EXERCISE GOAL —
Go through the records and extract every line with the word "prior".

+++ DATA EXTRACTS

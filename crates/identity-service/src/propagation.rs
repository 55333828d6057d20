//! Receiving side of propagation: apply replicated messages to this
//! conode's state.
//!
//! Handlers are fire-and-forget: any problem is logged and the message
//! dropped, leaving prior state untouched. Re-deliveries are absorbed
//! (same proposal, same vote bytes) and votes that do not match the
//! current proposal are discarded, which tolerates reordered delivery.

use crate::domain::{Data, IdentityState};
use crate::events::PropagationMsg;
use crate::messages::{ProposeSend, ProposeVote};
use crate::ports::outbound::{KeyValueStore, PropagationHandler, PropagationNetwork, SkipchainClient};
use crate::service::IdentityService;
use shared_crypto::schnorr_verify;
use shared_types::{IdentityId, SkipBlock};
use tracing::{debug, error};

impl<S, N, K> PropagationHandler for IdentityService<S, N, K>
where
    S: SkipchainClient,
    N: PropagationNetwork,
    K: KeyValueStore,
{
    fn handle_propagation(&self, msg: &PropagationMsg) {
        debug!(kind = msg.kind(), node = %self.server().address, "applying propagation");
        match msg {
            PropagationMsg::ProposeSend(p) => self.apply_propose_send(p),
            PropagationMsg::ProposeVote(v) => self.apply_propose_vote(v),
            PropagationMsg::UpdateSkipBlock { id, latest } => {
                self.apply_update_skipblock(id, latest)
            }
            PropagationMsg::PropagateIdentity {
                state,
                tag,
                pub_str,
            } => self.apply_propagate_identity(state, tag, pub_str),
        }
    }
}

impl<S, N, K> IdentityService<S, N, K>
where
    S: SkipchainClient,
    N: PropagationNetwork,
    K: KeyValueStore,
{
    /// Replace the pending proposal; any prior pending is discarded.
    fn apply_propose_send(&self, p: &ProposeSend) {
        let Some(entry) = self.store.get(&p.id) else {
            error!(id = %p.id, "proposal for unknown identity");
            return;
        };
        entry.lock().proposed = Some(p.propose.clone());
        self.save();
    }

    /// Record one device's vote, or erase it for an absent signature.
    fn apply_propose_vote(&self, v: &ProposeVote) {
        let Some(entry) = self.store.get(&v.id) else {
            error!(id = %v.id, "vote for unknown identity");
            return;
        };
        {
            let mut state = entry.lock();
            let device_point = match state.latest.device.get(&v.signer) {
                Some(device) => device.point,
                None => {
                    error!(signer = %v.signer, "vote from unknown device");
                    return;
                }
            };
            let Some(proposed) = state.proposed.as_mut() else {
                error!(id = %v.id, "vote without a proposal");
                return;
            };
            match &v.signature {
                None => {
                    // Empty signature: the device rejected the proposal.
                    proposed.votes.remove(&v.signer);
                    debug!(signer = %v.signer, "erased vote after rejection");
                }
                Some(sig) => {
                    let hash = proposed.hash();
                    if schnorr_verify(&device_point, &hash, sig).is_err() {
                        error!(signer = %v.signer, "invalid vote signature");
                        return;
                    }
                    proposed.votes.insert(v.signer.clone(), *sig);
                }
            }
        }
        self.save();
    }

    /// Commit an accepted block: adopt it as latest, clear the proposal.
    fn apply_update_skipblock(&self, id: &IdentityId, latest: &SkipBlock) {
        let Some(entry) = self.store.get(id) else {
            error!(%id, "skipblock update for unknown identity");
            return;
        };
        let data: Data = match bincode::deserialize(&latest.data) {
            Ok(data) => data,
            Err(e) => {
                error!(%id, error = %e, "undecodable block payload");
                return;
            }
        };
        {
            let mut state = entry.lock();
            state.chain_data = latest.clone();
            state.latest = data;
            state.proposed = None;
        }
        self.save();
    }

    /// Replicate a newborn identity and charge its creation quota.
    fn apply_propagate_identity(&self, state: &IdentityState, tag: &str, pub_str: &str) {
        {
            let mut auth = self.auth.lock();
            if !tag.is_empty() {
                if !auth.decrement_tag(tag) {
                    // The request path already checked the counter, so an
                    // exhausted one here means replicas diverged.
                    error!(tag, "no more chains allowed for this token");
                    return;
                }
            } else if !pub_str.is_empty() && !auth.decrement_point(pub_str) {
                error!(pub_str, "no more chains allowed for this key");
                return;
            }
        }

        let id = IdentityId(state.chain_data.hash);
        if !self.store.put(id, state.clone()) {
            error!(%id, "couldn't store new identity");
            return;
        }
        debug!(%id, "stored new identity");
        self.save();
    }
}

++++++

RESULT FOR THIS EXERCISE —
//! dropped, leaving prior state untouched. Re-deliveries are absorbed
    /// Replace the pending proposal; any prior pending is discarded.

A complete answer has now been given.